Александр Куланов - В тени восходящего солнца
Игорь Константинович Ковальчук-Коваль родился в 1913 году в Харбине в семье служащего КВЖД. Раннее детство провел на Камчатке, куда получил назначение его отец, а после революции и Гражданской войны вновь оказался на родине — в Харбине. Молодость будущего автора записок прошла в Маньчжурии и Южном Китае, а его занятия порой были настолько противоположны друг другу, что даже удивительно, как столь разные интересы уживались в одном человеке. Он окончил советскую школу-семилетку при управлении КВЖД, доучивался до «полного среднего» сам, а потом вдруг отправился в Шанхай, где два года прослужил в Шанхайском Русском Полку (SVC)[251], оставив замечательные воспоминания о жизни молодежи из русской диаспоры в городе, где сталкивались разные культуры, разные общественные формации и никогда не прекращалась острая политическая борьба. В условиях Шанхая велась она в основном средствами пропаганды: «...На сеттльменте бойко работал советский гастроном. Ассортимент его продуктов был огромен, всё отличного качества и, конечно, по самым низким ценам. В один прекрасный летний день 1932 года ко мне подошли молодые люди с плакатом на русском, английском и китайском языках: “Жители Шанхая! Не покупайте советского масла, молока, яиц и других продуктов! Все это большевики отняли у своего голодающего народа!”. Тут же входящим вручались листовки, рассказывающие об ужасном голоде в СССР.

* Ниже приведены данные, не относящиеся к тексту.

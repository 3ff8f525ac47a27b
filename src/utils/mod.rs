pub mod lock;
pub mod logger;
pub mod path_validator;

...Второй случай, но уже более скандальный для советского представительства в Шанхае, произошел в одну из дат Октября у самого входа в консульство СССР. Здесь несколько русских девушек из «Национального трудового союза нового поколения» раздавали подъезжающим иностранным гостям, послам и консулам проспекты. Обложка с красиво оформленным гербом СССР не вызывала подозрения. Содержание «проспектов» выяснилось при их дальнейшем рассмотрении, а это произошло уже во время парадного обеда в присутствии сотрудников советского консульства. Первые страницы состояли из цифр достижений советской экономики, строительства и благосостояния трудящихся. Дальше — страница с колючей проволокой, за которой шли иные цифры, фотоснимки бесконечных очередей и трупы умерших от голода»[252].

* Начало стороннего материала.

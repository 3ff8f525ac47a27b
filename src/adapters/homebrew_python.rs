use super::{CommandRunner, SystemRunner, ToolCommand, VersionManagerAdapter, execute, query};
use crate::config::PythonConfig;
use crate::error::{Result, UpgradeError};
use crate::upgrade::InstalledSet;
use crate::version::VersionComparator;
use regex::Regex;
use serde::Deserialize;
use std::path::{Path, PathBuf};

const TOOL: &str = "brew";
const FORMULA_PREFIX: &str = "python@";

/// HomebrewPythonAdapter treats each `python@X.Y` formula as one installed version.
///
/// The active version is the formula that `$(brew --prefix)/bin/python3` points
/// into. Packages migrate through pip's user site.
pub struct HomebrewPythonAdapter<R = SystemRunner> {
    runner: R,
    brew: String,
    pip_install_args: Vec<String>,
}

#[derive(Debug, Deserialize)]
struct BrewInfo {
    formulae: Vec<BrewFormula>,
}

#[derive(Debug, Deserialize)]
struct BrewFormula {
    name: String,
}

#[derive(Debug, Deserialize)]
struct PipPackage {
    name: String,
}

impl HomebrewPythonAdapter<SystemRunner> {
    pub fn new(config: &PythonConfig) -> Self {
        Self::with_runner(SystemRunner, config)
    }
}

impl<R: CommandRunner> HomebrewPythonAdapter<R> {
    pub fn with_runner(runner: R, config: &PythonConfig) -> Self {
        Self {
            runner,
            brew: config.brew.clone(),
            pip_install_args: config.pip_install_args.clone(),
        }
    }

    fn brew(&self) -> ToolCommand {
        ToolCommand::new(&self.brew)
    }

    fn prefix(&self) -> Result<PathBuf> {
        let stdout = query(&self.runner, TOOL, &self.brew().arg("--prefix"))?;
        let prefix = stdout.trim();
        if prefix.is_empty() {
            return Err(UpgradeError::tool_query(TOOL, "`brew --prefix` printed nothing"));
        }
        Ok(PathBuf::from(prefix))
    }

    fn active_formula(prefix: &Path) -> Option<String> {
        std::fs::read_link(prefix.join("bin").join("python3"))
            .ok()
            .and_then(|target| formula_in_path(&target))
    }

    /// `<prefix>/opt/python@X.Y/bin/pythonX.Y`
    fn interpreter(prefix: &Path, formula: &str) -> PathBuf {
        let series = formula.trim_start_matches(FORMULA_PREFIX);
        prefix
            .join("opt")
            .join(formula)
            .join("bin")
            .join(format!("python{series}"))
    }

    fn user_packages(&self, python: &Path) -> std::result::Result<Vec<String>, String> {
        let command = ToolCommand::new(python.to_string_lossy()).args([
            "-m",
            "pip",
            "list",
            "--user",
            "--not-required",
            "--format=json",
        ]);
        let output = self
            .runner
            .run(&command)
            .map_err(|e| format!("failed to execute `{}`: {e}", command.display()))?;
        if !output.success() {
            return Err(output.failure_summary(&command));
        }
        parse_pip_list(&output.stdout)
            .map_err(|e| format!("unexpected output from `{}`: {e}", command.display()))
    }
}

impl<R: CommandRunner> VersionManagerAdapter for HomebrewPythonAdapter<R> {
    fn name(&self) -> &str {
        TOOL
    }

    fn list_installed(&self) -> Result<InstalledSet> {
        let stdout = query(&self.runner, TOOL, &self.brew().args(["list", "--formula", "-1"]))?;
        let versions = parse_formula_list(&stdout)?;
        let prefix = self.prefix()?;
        let active = Self::active_formula(&prefix);
        Ok(InstalledSet::new(versions, active))
    }

    fn latest_available(&self) -> Result<String> {
        let stdout = query(
            &self.runner,
            TOOL,
            &self.brew().args(["info", "--json=v2", "python3"]),
        )?;
        parse_latest_formula(&stdout)
    }

    fn install(&self, version: &str) -> Result<()> {
        let command = self.brew().args(["install", version]).long_running();
        execute(&self.runner, &command, |message| UpgradeError::Install {
            version: version.to_string(),
            message,
        })
    }

    fn uninstall(&self, version: &str) -> Result<()> {
        let command = self.brew().args(["uninstall", version]);
        execute(&self.runner, &command, |message| UpgradeError::Uninstall {
            version: version.to_string(),
            message,
        })
    }

    fn switch_active(&self, version: &str) -> Result<()> {
        let switch_error = |message| UpgradeError::Switch {
            version: version.to_string(),
            message,
        };

        let prefix = self.prefix().map_err(|e| switch_error(e.to_string()))?;
        if let Some(current) = Self::active_formula(&prefix) {
            if current != version {
                execute(
                    &self.runner,
                    &self.brew().args(["unlink", current.as_str()]),
                    switch_error,
                )?;
            }
        }

        execute(
            &self.runner,
            &self.brew().args(["link", "--overwrite", version]),
            switch_error,
        )
    }

    fn clone_libraries(&self, old_version: &str, new_version: &str) -> Result<()> {
        let clone_error = |message| UpgradeError::Clone {
            from: old_version.to_string(),
            to: new_version.to_string(),
            message,
        };

        let prefix = self.prefix().map_err(|e| clone_error(e.to_string()))?;
        let packages = self
            .user_packages(&Self::interpreter(&prefix, old_version))
            .map_err(clone_error)?;
        if packages.is_empty() {
            crate::utils::logger::verbose(&format!("No user packages installed for {old_version}"));
            return Ok(());
        }

        let command = ToolCommand::new(Self::interpreter(&prefix, new_version).to_string_lossy())
            .args(["-m", "pip", "install"])
            .args(self.pip_install_args.iter().cloned())
            .args(packages)
            .long_running();
        execute(&self.runner, &command, clone_error)
    }
}

fn formula_regex() -> Result<Regex> {
    Regex::new(r"^python@\d+\.\d+$")
        .map_err(|e| UpgradeError::tool_query(TOOL, format!("Regex error: {e}")))
}

/// `python@X.Y` formula names from `brew list --formula -1`, ascending
pub fn parse_formula_list(output: &str) -> Result<Vec<String>> {
    let regex = formula_regex()?;
    let mut formulae: Vec<String> = output
        .lines()
        .map(str::trim)
        .filter(|line| regex.is_match(line))
        .map(str::to_string)
        .collect();
    VersionComparator::sort_by_number(&mut formulae, FORMULA_PREFIX);
    Ok(formulae)
}

/// Canonical formula behind the `python3` alias in `brew info --json=v2` output
pub fn parse_latest_formula(output: &str) -> Result<String> {
    let info: BrewInfo = serde_json::from_str(output)
        .map_err(|e| UpgradeError::tool_query(TOOL, format!("invalid `brew info` JSON: {e}")))?;

    let regex = formula_regex()?;
    info.formulae
        .into_iter()
        .map(|formula| formula.name)
        .find(|name| regex.is_match(name))
        .ok_or_else(|| {
            UpgradeError::tool_query(TOOL, "`brew info python3` named no python@X.Y formula")
        })
}

/// Formula a `python3` symlink target points into, e.g.
/// `../Cellar/python@3.12/3.12.4/bin/python3` -> `python@3.12`
pub fn formula_in_path(target: &Path) -> Option<String> {
    let regex = formula_regex().ok()?;
    target
        .components()
        .filter_map(|c| c.as_os_str().to_str())
        .find(|part| regex.is_match(part))
        .map(str::to_string)
}

/// Package names from `pip list --format=json`
pub fn parse_pip_list(output: &str) -> serde_json::Result<Vec<String>> {
    let packages: Vec<PipPackage> = serde_json::from_str(output.trim())?;
    Ok(packages.into_iter().map(|p| p.name).collect())
}
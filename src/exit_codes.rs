//! Stable exit codes, one per failure kind.

/// Every invoked step succeeded.
pub const OK: i32 = 0;
/// Another run already holds the lock for this version manager.
pub const ALREADY_RUNNING: i32 = 92;
/// The version manager could not be queried or its output was not understood.
pub const TOOL_QUERY: i32 = 93;
/// Installing the new version failed.
pub const INSTALL: i32 = 94;
/// Migrating libraries to the new version failed.
pub const CLONE: i32 = 95;
/// Switching the active version failed.
pub const SWITCH: i32 = 96;
/// Removing a superseded version failed.
pub const UNINSTALL: i32 = 97;
/// Invalid command line or configuration.
pub const BAD_ARGUMENT: i32 = 98;
/// The run was interrupted before it completed.
pub const INTERRUPTED: i32 = 99;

Положенный ему отпуск молодой военный использовал для путешествий по джунглям Южного Китая, где собирал этнографические коллекции. Увлечение казалось на тот момент самым важным в жизни, и этнография победила здравый смысл. Вернувшись по окончании службы в 1934 году в Харбин, Игорь Ковальчук-Коваль поступил на работу в местный краеведческий музей. По уже через год в Харбин пришли японские войска, и Игорь вместе с другими молодыми людьми отправился в японскую школу учить язык — иначе было нельзя:«...Первое слово, с которым нас знакомили, было “Ниппон” (Япония). При этом требовалось ученикам повторять его громко, четко, много раз и даже с выражением. Приятного в этом деле для нас, русских, было, конечно, мало»[253]. После участия в нескольких конфликтах с преподавателями-японцами, открыто домогавшимися русских учениц, Ковальчук-Коваль покинул Харбин и двинулся в маньчжурскую тайгу на лесоповал, где, однако, пробыл недолго, снова предпочтя сражениям с гнусом и хунхузами городскую жизнь. Как будто чувствовал, что лагерной жизни в его биографии будет еще немало...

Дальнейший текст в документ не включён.